Asexual advocate in Melbourne, Emily Gornalle, explained asexuality at the recent Pride in Diversity conference, detailing what it was like to be asexual in the workplace.

LGBTI is sometimes extended into LGBTIQA+, but not everyone understands all of the letters—asexuality is the A, and it describes people in our community who don’t feel sexual attraction.

“This basically means that I won’t look at someone and say ‘Wow, I’m turned on by them”. Just doesn’t happen,” said Gornalle.

“It’s like not being hungry. Asexuals still have the ability to eat food… but we don’t feel hunger.

“For those of you who are tech heads, this might make more sense: the hardware operates; there just aren’t any drivers for it.”

Gornalle dispelled some myths about asexuality, noting that sexual attraction and sexual behaviour are not the same thing.

“It’s not a choice, and it’s not celibacy,” she said.

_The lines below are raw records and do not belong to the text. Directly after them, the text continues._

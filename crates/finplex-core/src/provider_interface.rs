//! Catalogue of what the installed providers can do, per standard model.
//!
//! Built once from a [`Registry`] and the standard model catalogue. Construction is
//! where provider schemas are checked against the standard schemas they claim.

use std::collections::{BTreeMap, BTreeSet};

use serde::Serialize;
use tracing::debug;

use crate::registry::Registry;
use crate::schema::{FieldKind, Schema};
use crate::standard_models::{ModelInfo, ResultShape};
use crate::CoreError;

/// A provider-specific query field, with every provider that accepts it.
#[derive(Debug, Clone, PartialEq, Serialize)]
pub struct ExtraParam {
    pub name: String,
    pub kind: FieldKind,
    pub description: String,
    pub providers: Vec<String>,
}

/// Query and data schemas of one provider for one model.
#[derive(Debug, Clone, PartialEq, Serialize)]
pub struct ProviderSchemas {
    pub query: Schema,
    pub data: Schema,
}

/// Everything known about one standard model.
#[derive(Debug, Clone, PartialEq, Serialize)]
pub struct ModelEntry {
    pub info: ModelInfo,
    pub providers: BTreeMap<String, ProviderSchemas>,
    pub extra_params: Vec<ExtraParam>,
}

impl ModelEntry {
    pub fn provider_names(&self) -> Vec<String> {
        self.providers.keys().cloned().collect()
    }
}

#[derive(Debug, Clone, Default)]
pub struct ProviderInterface {
    models: BTreeMap<String, ModelEntry>,
    credentials: BTreeSet<String>,
    providers: Vec<String>,
}

impl ProviderInterface {
    /// Indexes `registry` against `catalogue`.
    ///
    /// Fails with `LoadingError` naming the provider when a fetcher targets a model
    /// outside the catalogue or its schemas do not extend the standard ones, or when
    /// two providers declare the same extra parameter with different kinds.
    pub fn new(registry: &Registry, catalogue: &[ModelInfo]) -> Result<Self, CoreError> {
        let mut models = catalogue
            .iter()
            .map(|info| {
                let entry = ModelEntry {
                    info: info.clone(),
                    providers: BTreeMap::new(),
                    extra_params: Vec::new(),
                };
                (info.name.clone(), entry)
            })
            .collect::<BTreeMap<_, _>>();

        for provider in registry.providers() {
            for (model, fetcher) in provider.fetchers() {
                let Some(entry) = models.get_mut(model) else {
                    return Err(CoreError::loading(
                        provider.name(),
                        format!("fetcher declared for unknown model '{model}'"),
                    ));
                };

                let query = fetcher.query_schema();
                let data = fetcher.data_schema();
                for schema in [&query, &data] {
                    schema
                        .validate()
                        .map_err(|err| CoreError::loading(provider.name(), err))?;
                }
                query
                    .check_extends(&entry.info.query)
                    .and_then(|_| data.check_extends(&entry.info.data))
                    .map_err(|err| CoreError::loading(provider.name(), err))?;

                for field in &query.fields {
                    if entry.info.query.field(&field.name).is_some() {
                        continue;
                    }
                    match entry
                        .extra_params
                        .iter_mut()
                        .find(|extra| extra.name == field.name)
                    {
                        Some(extra) if extra.kind != field.kind => {
                            return Err(CoreError::loading(
                                provider.name(),
                                format!(
                                    "extra parameter '{}' of model '{model}' is {} but another provider declares {}",
                                    field.name,
                                    field.kind.type_name(),
                                    extra.kind.type_name()
                                ),
                            ));
                        }
                        Some(extra) => extra.providers.push(provider.name().to_owned()),
                        None => entry.extra_params.push(ExtraParam {
                            name: field.name.clone(),
                            kind: field.kind,
                            description: field.description.clone(),
                            providers: vec![provider.name().to_owned()],
                        }),
                    }
                }

                entry
                    .providers
                    .insert(provider.name().to_owned(), ProviderSchemas { query, data });
            }
        }

        for entry in models.values_mut() {
            entry.extra_params.sort_by(|a, b| a.name.cmp(&b.name));
        }
        debug!(models = models.len(), providers = registry.len(), "provider interface built");

        Ok(Self {
            models,
            credentials: registry.credentials(),
            providers: registry.provider_names(),
        })
    }

    /// Every catalogued model name, sorted.
    pub fn models(&self) -> Vec<&str> {
        self.models.keys().map(String::as_str).collect()
    }

    pub fn contains(&self, model: &str) -> bool {
        self.models.contains_key(model)
    }

    pub fn model(&self, model: &str) -> Option<&ModelEntry> {
        self.models.get(model)
    }

    /// Providers implementing `model`, sorted.
    pub fn model_providers(&self, model: &str) -> Vec<String> {
        self.models
            .get(model)
            .map(ModelEntry::provider_names)
            .unwrap_or_default()
    }

    pub fn standard_params(&self, model: &str) -> Option<&Schema> {
        self.models.get(model).map(|entry| &entry.info.query)
    }

    pub fn extra_params(&self, model: &str) -> &[ExtraParam] {
        self.models
            .get(model)
            .map(|entry| entry.extra_params.as_slice())
            .unwrap_or_default()
    }

    pub fn return_schema(&self, model: &str) -> Option<&Schema> {
        self.models.get(model).map(|entry| &entry.info.data)
    }

    pub fn result_shape(&self, model: &str) -> Option<ResultShape> {
        self.models.get(model).map(|entry| entry.info.shape)
    }

    pub fn credentials(&self) -> &BTreeSet<String> {
        &self.credentials
    }

    /// Every installed provider, sorted.
    pub fn provider_choices(&self) -> &[String] {
        &self.providers
    }

    /// Provider name to the models it implements.
    pub fn provider_coverage(&self) -> BTreeMap<String, Vec<String>> {
        let mut coverage = self
            .providers
            .iter()
            .map(|provider| (provider.clone(), Vec::new()))
            .collect::<BTreeMap<_, Vec<String>>>();
        for (model, entry) in &self.models {
            for provider in entry.providers.keys() {
                if let Some(models) = coverage.get_mut(provider) {
                    models.push(model.clone());
                }
            }
        }
        coverage
    }

    /// Model to provider to schemas.
    pub fn map(&self) -> BTreeMap<&str, &BTreeMap<String, ProviderSchemas>> {
        self.models
            .iter()
            .map(|(name, entry)| (name.as_str(), &entry.providers))
            .collect()
    }
}
//! Macroeconomic series. GDP commands live under `/gdp`.

use crate::router::{Command, RegistrationContext, Router};
use crate::standard_models::{GdpForecast, GdpNominal, GdpReal};
use crate::CoreError;

pub fn router(ctx: &RegistrationContext<'_>) -> Result<Router, CoreError> {
    let mut router = Router::new("");
    router.include_router(gdp(ctx)?, "/gdp")?;
    Ok(router)
}

fn gdp(ctx: &RegistrationContext<'_>) -> Result<Router, CoreError> {
    const MODULE: &str = "finplex.economy.gdp.gdp_router";

    let mut router = Router::new("");
    router.command(
        ctx,
        Command::model::<GdpForecast>(
            MODULE,
            "forecast",
            "Get forecasted GDP data.\n\nParameters\n----------\nperiod: Time period of the data.\ntype: Nominal or real GDP.",
        ),
    )?;
    router.command(
        ctx,
        Command::model::<GdpNominal>(
            MODULE,
            "nominal",
            "Get nominal GDP data.\n\nParameters\n----------\nunits: usd or usd_cap.",
        ),
    )?;
    router.command(
        ctx,
        Command::model::<GdpReal>(
            MODULE,
            "real",
            "Get real GDP data.\n\nParameters\n----------\nunits: usd or usd_cap.",
        ),
    )?;
    Ok(router)
}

“Asexuality is not being hungry. Celibacy is being on a diet. Abstinence is waiting for the right chef to make your food.”

Gornalle said asexuals are often wrongly thought of as just “late bloomers” or even mentally ill, but these are also misconceptions.

She said the number of people who are asexual, or ace, in the community is significant.

“Early studies have placed the percentage of the population at about 1 per cent, but these are early studies when visibility was even worse than it is now, so my gut feeling is that the rate is higher,” she said.

“Try to think of a bell curve—most of the population falls into average middle. Some peopleto the right experience the rate of sexual attraction more frequently. And down here on the left are the ones who experience it little to none. That’s us.”

Gornalle explained that romantic attraction is different to sexual attraction, and many asexuals have romantic relationships.

“It’s all the other stuff that comes in a relationship: the emotional intimacy, not the physical intimacy,” she said.

“Aces have relationships the same way that others have relationships: with open communication, with trust, with bad jokes at three in the morning and bribing each other to do the dishes.

“Some aces are willing to have sex with their partner, some aren’t. It all comes down to communication.”

Gornalle said some asexuals are drawn to a particular gender—they may be homoromantic, for example, meaning attracted to the same gender but not sexually.

She called on the community to be more inclusive of diverse identities, including asexuality.

“Be inclusive. Add asexual to your list of options and try to include it in the acronym,” she said.

“We don’t need special treatment but we do need to be recognised as existing.”